Task goal:
Throughout the records below, find each line holding "AuthError" and copy it.

Supplied records:
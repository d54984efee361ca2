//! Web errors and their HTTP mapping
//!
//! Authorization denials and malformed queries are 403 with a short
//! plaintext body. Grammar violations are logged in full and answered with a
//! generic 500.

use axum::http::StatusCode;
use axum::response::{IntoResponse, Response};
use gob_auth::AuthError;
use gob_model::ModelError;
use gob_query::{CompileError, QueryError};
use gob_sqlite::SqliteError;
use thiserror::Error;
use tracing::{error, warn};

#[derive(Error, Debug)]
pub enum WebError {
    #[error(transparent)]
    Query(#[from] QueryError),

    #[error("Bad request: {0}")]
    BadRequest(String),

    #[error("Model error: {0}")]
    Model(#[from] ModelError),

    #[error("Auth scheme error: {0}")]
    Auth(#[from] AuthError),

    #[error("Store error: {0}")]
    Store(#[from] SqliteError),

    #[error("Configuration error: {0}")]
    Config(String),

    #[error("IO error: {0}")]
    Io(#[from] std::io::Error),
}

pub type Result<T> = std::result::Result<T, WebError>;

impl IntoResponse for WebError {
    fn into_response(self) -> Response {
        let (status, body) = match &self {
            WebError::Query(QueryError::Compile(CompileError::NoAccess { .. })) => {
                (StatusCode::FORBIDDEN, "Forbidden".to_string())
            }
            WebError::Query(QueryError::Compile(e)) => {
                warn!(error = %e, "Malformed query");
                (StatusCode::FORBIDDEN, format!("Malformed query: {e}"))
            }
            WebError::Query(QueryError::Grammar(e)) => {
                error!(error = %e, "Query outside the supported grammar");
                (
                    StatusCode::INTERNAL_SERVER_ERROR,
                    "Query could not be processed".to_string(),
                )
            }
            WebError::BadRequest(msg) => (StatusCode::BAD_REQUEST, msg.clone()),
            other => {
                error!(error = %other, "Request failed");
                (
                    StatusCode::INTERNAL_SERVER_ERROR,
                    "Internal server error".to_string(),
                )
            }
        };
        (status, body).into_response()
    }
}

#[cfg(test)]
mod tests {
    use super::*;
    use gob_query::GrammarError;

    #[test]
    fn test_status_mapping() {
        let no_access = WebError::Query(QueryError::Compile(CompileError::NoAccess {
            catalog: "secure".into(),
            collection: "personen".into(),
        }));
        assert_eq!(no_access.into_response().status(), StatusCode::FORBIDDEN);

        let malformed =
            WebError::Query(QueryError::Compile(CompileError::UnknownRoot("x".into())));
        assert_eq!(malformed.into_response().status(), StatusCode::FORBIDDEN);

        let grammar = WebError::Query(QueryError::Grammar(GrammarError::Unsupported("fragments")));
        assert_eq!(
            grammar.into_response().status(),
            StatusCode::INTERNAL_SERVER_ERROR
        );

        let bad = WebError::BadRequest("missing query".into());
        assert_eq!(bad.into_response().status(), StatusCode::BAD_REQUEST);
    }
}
...
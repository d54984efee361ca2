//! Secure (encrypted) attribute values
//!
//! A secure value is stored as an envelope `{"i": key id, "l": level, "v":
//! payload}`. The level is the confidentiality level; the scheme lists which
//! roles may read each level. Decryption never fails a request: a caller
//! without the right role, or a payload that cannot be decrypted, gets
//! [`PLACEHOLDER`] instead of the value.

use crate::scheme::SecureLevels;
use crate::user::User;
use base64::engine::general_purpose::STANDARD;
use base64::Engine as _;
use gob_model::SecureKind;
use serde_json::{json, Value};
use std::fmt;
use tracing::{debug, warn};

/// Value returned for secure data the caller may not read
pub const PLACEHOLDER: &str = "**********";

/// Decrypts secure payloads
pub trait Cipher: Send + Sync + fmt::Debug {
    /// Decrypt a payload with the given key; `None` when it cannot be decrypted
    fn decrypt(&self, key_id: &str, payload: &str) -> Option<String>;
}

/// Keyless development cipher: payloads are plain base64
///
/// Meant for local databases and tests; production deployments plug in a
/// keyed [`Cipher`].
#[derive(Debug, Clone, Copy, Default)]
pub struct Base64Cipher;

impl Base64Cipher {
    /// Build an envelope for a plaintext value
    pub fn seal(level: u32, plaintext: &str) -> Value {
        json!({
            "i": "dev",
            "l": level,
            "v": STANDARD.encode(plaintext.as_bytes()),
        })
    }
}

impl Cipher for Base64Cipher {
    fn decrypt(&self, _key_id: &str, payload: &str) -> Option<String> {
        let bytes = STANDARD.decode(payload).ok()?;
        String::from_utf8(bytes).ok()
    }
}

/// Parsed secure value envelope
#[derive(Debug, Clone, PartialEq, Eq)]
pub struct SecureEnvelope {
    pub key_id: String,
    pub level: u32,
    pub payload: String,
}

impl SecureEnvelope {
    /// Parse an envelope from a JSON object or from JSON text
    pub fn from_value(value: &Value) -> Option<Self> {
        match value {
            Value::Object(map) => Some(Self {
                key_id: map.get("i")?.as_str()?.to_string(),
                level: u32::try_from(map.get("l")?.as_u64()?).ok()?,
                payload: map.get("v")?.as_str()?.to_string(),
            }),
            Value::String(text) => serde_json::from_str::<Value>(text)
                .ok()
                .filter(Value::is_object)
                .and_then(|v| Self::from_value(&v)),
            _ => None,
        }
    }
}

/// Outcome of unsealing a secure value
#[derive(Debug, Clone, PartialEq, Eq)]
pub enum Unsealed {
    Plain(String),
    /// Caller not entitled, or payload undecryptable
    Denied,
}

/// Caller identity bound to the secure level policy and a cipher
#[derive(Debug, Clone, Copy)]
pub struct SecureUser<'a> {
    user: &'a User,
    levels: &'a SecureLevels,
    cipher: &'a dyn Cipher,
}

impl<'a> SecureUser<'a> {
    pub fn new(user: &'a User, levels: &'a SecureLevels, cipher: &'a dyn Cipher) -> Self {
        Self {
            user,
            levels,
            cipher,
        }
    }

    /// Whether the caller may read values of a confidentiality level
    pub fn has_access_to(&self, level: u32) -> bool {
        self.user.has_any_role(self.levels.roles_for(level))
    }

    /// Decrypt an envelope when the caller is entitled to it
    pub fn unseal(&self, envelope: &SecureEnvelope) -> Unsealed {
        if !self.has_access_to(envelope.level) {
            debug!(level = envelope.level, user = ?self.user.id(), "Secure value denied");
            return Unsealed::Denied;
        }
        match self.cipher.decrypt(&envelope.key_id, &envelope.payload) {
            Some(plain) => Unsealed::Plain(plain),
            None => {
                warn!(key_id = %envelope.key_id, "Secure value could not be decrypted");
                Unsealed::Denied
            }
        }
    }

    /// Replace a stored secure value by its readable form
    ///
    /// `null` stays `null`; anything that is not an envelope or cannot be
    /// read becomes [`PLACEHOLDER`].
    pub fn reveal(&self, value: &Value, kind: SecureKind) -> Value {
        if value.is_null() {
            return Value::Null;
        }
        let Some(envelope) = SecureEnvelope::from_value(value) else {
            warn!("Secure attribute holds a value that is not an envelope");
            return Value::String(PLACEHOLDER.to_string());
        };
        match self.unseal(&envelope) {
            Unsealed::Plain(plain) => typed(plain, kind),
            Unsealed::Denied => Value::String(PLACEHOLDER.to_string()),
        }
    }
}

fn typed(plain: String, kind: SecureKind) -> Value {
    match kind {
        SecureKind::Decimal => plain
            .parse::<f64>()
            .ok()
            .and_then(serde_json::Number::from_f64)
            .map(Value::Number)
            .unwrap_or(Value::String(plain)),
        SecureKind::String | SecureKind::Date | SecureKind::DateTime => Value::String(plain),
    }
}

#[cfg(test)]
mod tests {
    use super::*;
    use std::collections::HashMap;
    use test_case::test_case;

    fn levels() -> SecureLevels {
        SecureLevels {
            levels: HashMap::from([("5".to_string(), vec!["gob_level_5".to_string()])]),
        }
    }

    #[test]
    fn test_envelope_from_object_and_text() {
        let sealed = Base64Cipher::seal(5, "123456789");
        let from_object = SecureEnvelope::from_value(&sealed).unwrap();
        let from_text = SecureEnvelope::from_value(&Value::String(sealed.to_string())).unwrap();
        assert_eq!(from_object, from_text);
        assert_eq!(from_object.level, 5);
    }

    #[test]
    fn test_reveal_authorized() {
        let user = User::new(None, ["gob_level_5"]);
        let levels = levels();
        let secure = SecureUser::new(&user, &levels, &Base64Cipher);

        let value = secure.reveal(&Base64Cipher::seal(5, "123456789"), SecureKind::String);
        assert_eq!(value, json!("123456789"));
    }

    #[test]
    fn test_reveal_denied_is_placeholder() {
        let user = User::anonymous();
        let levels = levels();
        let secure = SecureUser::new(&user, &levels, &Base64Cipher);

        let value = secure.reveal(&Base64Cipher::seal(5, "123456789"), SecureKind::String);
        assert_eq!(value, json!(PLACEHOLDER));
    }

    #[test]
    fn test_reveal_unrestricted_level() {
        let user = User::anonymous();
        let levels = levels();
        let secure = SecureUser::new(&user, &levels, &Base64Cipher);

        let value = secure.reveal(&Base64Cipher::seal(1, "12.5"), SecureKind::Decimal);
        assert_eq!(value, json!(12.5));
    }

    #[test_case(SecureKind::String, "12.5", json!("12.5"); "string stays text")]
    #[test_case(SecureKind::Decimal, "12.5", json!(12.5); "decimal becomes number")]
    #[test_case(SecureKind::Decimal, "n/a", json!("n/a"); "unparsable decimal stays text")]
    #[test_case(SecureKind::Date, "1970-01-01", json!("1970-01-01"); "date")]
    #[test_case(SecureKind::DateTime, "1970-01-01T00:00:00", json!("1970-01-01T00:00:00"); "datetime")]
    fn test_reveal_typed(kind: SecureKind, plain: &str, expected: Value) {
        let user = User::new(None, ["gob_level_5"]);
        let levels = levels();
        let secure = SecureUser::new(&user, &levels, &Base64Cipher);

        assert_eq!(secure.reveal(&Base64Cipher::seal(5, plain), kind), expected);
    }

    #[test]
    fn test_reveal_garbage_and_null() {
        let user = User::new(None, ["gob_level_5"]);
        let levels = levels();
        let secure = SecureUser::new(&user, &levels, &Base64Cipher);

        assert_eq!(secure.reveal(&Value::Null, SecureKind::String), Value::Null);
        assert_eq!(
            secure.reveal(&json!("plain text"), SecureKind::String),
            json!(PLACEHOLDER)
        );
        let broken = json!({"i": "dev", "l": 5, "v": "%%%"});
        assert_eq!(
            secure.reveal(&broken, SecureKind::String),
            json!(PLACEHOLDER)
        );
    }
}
--
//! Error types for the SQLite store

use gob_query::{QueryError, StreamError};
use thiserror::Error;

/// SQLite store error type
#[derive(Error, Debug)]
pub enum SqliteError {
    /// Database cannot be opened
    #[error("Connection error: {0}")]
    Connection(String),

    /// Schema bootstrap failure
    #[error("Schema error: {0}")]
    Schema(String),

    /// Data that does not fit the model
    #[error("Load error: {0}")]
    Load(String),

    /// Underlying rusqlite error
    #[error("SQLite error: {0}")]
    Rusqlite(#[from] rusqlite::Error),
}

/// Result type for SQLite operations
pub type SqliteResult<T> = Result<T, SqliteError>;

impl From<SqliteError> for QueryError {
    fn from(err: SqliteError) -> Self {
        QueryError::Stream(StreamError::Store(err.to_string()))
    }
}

Problem solution:
use gob_auth::AuthError;
    Auth(#[from] AuthError),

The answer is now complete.